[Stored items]
──────────
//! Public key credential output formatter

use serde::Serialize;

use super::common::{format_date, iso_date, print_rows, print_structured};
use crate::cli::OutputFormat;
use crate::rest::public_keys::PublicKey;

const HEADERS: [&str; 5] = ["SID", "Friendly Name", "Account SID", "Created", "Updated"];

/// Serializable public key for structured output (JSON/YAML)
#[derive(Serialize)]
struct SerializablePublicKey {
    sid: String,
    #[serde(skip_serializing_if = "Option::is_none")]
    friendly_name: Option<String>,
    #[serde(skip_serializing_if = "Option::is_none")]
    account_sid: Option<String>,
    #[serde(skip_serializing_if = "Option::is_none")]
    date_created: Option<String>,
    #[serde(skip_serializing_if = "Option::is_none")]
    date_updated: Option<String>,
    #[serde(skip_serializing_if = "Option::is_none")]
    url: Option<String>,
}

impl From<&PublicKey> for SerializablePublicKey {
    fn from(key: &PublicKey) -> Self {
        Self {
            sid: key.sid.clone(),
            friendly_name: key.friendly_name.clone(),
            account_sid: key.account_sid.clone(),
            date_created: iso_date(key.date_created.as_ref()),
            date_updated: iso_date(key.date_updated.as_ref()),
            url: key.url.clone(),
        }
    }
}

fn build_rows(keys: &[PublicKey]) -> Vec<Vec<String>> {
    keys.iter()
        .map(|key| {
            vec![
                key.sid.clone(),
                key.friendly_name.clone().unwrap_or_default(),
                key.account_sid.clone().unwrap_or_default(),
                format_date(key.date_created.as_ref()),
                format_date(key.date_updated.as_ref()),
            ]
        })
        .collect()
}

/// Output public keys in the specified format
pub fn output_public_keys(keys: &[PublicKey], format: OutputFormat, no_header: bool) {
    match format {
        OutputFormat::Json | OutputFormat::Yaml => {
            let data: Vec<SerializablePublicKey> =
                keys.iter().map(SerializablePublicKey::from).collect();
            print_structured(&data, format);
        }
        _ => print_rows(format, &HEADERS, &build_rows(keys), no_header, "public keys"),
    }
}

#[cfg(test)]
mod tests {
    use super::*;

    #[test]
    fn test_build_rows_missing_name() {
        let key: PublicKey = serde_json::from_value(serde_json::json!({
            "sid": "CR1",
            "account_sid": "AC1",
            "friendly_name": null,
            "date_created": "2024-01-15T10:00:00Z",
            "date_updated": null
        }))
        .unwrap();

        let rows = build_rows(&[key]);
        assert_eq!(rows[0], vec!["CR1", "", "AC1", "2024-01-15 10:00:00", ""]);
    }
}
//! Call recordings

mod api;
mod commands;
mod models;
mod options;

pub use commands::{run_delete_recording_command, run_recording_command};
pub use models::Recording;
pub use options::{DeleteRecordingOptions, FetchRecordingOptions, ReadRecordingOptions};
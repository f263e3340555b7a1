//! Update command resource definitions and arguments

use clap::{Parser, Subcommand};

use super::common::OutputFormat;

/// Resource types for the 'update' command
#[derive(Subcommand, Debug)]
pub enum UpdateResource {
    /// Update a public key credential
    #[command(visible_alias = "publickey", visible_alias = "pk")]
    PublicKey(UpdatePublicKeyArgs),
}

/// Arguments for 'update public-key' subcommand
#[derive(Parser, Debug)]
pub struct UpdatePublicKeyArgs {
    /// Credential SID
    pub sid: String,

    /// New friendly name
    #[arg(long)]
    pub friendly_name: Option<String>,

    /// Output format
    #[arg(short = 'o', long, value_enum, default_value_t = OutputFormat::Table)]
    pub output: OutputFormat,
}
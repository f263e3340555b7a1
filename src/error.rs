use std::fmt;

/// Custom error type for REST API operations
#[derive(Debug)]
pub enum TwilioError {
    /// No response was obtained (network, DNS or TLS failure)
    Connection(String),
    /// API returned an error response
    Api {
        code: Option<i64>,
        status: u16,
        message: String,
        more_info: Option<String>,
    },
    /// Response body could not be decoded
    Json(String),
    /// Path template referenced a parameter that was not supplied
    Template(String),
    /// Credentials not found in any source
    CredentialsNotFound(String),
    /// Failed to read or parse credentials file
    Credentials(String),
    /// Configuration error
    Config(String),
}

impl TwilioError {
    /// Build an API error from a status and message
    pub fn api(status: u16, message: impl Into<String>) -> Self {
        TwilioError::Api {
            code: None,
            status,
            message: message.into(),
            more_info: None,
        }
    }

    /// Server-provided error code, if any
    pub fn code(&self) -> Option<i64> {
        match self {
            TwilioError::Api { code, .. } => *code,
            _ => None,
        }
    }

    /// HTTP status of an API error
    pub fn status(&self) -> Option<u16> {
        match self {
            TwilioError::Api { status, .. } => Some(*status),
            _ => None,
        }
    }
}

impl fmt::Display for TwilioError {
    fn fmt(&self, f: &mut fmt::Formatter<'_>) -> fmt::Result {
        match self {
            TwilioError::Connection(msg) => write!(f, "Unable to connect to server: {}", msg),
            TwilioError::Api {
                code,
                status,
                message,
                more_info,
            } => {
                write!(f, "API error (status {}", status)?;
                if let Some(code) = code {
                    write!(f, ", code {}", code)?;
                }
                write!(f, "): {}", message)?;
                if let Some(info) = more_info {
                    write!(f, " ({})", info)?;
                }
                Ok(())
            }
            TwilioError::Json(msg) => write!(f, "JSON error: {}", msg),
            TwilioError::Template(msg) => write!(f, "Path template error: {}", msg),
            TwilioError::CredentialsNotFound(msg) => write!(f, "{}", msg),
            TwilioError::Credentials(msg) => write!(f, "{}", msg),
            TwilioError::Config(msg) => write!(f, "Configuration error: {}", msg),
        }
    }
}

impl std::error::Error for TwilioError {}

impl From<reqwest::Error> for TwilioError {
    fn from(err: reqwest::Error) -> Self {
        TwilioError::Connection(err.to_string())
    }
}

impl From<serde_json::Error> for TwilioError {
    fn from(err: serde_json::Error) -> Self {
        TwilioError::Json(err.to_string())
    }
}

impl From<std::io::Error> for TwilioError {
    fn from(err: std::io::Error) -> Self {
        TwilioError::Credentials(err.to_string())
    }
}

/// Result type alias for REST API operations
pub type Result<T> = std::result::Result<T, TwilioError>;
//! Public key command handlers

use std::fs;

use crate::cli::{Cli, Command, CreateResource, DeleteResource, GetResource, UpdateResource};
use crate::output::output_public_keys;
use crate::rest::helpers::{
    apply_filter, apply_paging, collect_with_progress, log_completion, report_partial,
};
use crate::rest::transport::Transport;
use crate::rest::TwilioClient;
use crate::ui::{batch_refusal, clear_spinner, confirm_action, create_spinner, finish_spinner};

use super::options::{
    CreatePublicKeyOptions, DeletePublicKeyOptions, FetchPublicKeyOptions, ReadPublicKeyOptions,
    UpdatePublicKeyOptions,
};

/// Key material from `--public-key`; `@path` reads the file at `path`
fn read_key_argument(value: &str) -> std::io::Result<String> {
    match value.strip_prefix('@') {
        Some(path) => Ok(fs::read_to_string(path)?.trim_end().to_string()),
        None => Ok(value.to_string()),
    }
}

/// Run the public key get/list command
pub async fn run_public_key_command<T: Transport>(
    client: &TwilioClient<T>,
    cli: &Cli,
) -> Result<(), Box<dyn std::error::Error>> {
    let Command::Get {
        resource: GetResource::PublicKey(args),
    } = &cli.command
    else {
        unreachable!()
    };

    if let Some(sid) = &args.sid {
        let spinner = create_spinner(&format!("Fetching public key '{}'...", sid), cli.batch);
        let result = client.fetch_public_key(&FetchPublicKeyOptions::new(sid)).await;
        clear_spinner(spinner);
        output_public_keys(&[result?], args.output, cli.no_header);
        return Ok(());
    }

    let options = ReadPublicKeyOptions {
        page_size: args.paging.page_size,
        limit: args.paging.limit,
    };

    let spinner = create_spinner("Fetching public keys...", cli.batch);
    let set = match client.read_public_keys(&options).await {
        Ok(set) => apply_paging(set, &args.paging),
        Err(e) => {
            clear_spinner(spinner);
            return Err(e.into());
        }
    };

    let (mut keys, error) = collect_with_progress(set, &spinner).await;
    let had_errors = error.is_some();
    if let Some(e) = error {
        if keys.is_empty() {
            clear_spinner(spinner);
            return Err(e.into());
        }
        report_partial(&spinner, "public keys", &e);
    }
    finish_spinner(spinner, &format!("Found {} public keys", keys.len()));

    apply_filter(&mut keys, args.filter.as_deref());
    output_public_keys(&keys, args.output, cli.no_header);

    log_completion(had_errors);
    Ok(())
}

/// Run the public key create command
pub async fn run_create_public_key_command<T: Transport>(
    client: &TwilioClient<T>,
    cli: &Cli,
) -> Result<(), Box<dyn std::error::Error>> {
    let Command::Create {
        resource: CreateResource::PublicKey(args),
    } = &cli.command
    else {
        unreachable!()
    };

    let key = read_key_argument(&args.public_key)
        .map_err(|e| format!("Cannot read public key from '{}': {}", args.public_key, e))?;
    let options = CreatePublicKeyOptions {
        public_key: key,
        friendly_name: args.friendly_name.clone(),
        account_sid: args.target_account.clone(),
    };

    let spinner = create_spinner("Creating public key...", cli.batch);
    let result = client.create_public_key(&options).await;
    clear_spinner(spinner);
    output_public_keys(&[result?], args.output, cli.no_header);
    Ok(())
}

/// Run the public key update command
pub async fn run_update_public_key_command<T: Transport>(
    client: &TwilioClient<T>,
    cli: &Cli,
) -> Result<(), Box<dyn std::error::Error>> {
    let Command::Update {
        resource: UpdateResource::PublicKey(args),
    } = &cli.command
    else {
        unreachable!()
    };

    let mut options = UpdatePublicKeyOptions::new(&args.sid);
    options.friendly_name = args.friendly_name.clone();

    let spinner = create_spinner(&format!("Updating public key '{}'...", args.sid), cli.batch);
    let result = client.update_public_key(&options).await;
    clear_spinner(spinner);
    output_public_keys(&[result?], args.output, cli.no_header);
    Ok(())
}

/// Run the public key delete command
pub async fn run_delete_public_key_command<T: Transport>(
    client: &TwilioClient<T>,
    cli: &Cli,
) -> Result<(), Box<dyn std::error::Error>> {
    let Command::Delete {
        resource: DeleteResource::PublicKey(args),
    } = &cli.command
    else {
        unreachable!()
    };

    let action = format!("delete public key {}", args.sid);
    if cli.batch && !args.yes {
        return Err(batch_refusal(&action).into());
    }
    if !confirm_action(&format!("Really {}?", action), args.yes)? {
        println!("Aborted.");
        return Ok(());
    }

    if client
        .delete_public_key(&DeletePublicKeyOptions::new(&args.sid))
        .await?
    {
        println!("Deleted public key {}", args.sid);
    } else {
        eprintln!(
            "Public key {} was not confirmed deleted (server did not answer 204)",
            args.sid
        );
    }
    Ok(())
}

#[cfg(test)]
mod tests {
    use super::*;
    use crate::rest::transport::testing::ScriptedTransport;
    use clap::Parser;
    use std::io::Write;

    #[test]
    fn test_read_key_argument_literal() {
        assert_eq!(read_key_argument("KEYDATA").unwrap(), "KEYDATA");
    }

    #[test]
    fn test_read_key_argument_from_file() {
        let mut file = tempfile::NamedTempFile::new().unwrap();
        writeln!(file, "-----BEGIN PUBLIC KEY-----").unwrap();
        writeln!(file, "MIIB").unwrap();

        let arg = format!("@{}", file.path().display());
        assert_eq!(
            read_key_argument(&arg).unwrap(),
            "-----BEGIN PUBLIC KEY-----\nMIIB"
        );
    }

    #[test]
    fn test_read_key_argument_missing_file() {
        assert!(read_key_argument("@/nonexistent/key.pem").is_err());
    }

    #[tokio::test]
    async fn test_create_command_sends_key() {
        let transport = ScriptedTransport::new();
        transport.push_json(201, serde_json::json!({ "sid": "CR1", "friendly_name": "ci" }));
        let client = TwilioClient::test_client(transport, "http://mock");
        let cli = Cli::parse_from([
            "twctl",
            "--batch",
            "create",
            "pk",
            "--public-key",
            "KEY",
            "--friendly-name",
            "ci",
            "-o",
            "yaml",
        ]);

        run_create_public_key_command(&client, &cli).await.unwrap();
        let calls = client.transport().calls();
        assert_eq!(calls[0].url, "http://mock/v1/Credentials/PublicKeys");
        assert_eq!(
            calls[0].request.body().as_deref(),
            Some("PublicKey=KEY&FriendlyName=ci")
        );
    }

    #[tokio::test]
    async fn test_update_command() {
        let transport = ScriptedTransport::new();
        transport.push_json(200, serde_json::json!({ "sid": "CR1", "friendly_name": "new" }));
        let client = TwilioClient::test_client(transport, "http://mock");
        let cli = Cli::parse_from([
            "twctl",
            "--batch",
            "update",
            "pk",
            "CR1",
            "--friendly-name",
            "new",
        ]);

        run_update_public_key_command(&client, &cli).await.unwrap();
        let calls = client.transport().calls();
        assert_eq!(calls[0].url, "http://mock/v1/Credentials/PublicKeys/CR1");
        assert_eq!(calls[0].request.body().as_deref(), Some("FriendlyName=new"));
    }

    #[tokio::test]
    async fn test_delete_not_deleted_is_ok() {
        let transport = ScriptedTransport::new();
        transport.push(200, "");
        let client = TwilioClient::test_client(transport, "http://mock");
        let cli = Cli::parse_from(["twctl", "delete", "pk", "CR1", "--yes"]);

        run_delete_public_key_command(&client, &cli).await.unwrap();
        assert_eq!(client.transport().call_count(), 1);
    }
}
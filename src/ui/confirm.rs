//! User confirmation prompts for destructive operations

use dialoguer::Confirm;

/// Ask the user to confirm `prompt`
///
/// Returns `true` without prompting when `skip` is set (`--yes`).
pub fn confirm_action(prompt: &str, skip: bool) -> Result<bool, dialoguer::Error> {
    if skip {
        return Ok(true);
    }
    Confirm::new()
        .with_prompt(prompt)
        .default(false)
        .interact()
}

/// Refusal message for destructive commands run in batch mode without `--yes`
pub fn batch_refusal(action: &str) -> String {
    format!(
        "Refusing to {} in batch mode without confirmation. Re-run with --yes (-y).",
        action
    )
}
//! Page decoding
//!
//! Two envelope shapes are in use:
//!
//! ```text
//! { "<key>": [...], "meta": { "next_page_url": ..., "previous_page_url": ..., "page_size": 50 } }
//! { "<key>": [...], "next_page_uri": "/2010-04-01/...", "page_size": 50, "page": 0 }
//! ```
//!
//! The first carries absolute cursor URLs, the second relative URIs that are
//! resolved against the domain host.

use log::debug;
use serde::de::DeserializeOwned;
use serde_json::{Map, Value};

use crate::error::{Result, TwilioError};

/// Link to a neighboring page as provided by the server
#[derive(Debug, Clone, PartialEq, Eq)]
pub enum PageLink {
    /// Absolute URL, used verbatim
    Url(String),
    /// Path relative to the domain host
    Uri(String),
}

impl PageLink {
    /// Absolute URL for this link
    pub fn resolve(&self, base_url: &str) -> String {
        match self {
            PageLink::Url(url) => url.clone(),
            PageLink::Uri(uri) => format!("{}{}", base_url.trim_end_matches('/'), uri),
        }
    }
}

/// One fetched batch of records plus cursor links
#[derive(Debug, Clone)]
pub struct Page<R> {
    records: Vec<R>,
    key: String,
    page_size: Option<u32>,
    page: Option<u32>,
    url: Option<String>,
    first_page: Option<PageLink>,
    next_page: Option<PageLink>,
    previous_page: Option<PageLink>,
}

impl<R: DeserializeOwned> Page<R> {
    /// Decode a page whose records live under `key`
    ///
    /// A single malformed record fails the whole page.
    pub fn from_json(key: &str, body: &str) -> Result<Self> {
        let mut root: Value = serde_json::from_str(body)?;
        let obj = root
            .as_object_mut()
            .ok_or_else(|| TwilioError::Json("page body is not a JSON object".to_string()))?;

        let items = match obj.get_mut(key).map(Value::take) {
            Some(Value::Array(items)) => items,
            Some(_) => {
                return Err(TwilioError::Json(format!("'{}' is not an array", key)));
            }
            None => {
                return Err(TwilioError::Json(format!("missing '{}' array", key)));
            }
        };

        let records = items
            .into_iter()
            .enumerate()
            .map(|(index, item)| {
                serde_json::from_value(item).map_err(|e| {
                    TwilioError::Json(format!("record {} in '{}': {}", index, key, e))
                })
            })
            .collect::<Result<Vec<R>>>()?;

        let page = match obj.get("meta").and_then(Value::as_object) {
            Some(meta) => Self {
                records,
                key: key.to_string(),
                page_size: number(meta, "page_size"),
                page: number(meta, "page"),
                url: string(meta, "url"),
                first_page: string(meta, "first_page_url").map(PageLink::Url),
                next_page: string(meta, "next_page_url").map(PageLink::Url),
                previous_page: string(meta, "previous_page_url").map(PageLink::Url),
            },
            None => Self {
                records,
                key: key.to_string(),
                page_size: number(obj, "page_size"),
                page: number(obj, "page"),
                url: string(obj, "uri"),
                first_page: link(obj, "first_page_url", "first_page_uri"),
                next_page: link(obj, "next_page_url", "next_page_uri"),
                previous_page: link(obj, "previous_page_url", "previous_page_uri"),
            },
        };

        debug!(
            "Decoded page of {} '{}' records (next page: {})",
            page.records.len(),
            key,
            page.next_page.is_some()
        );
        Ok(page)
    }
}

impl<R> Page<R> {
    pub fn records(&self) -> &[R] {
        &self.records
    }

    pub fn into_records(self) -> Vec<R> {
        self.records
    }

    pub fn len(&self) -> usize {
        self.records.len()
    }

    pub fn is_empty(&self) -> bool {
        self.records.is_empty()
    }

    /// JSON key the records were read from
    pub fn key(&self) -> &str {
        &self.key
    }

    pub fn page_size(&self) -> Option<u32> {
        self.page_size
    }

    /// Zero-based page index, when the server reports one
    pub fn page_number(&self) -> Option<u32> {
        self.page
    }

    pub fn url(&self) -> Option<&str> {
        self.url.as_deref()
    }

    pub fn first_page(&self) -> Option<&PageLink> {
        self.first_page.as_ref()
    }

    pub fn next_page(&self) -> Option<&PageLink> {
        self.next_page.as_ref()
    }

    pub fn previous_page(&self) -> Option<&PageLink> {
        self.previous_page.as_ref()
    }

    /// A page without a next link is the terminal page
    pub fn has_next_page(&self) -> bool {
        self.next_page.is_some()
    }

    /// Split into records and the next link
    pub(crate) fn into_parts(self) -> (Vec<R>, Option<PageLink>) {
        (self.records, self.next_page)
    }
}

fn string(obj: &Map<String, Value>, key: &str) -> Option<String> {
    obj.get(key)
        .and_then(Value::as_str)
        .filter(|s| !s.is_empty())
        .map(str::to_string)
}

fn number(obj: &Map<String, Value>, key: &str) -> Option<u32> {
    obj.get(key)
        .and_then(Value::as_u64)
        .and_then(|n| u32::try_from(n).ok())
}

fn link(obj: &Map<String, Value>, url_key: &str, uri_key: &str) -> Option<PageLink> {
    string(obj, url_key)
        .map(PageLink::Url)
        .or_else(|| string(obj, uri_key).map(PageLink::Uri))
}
──────────
[WHAT THE TASK ASKS]
From the start of the data to the line that holds "structured output (JSON/YAML)", retype each line exactly, with both ends included.

[SOLUTION FOR THIS TASK]
//! Public key credential output formatter

use serde::Serialize;

use super::common::{format_date, iso_date, print_rows, print_structured};
use crate::cli::OutputFormat;
use crate::rest::public_keys::PublicKey;

const HEADERS: [&str; 5] = ["SID", "Friendly Name", "Account SID", "Created", "Updated"];

/// Serializable public key for structured output (JSON/YAML)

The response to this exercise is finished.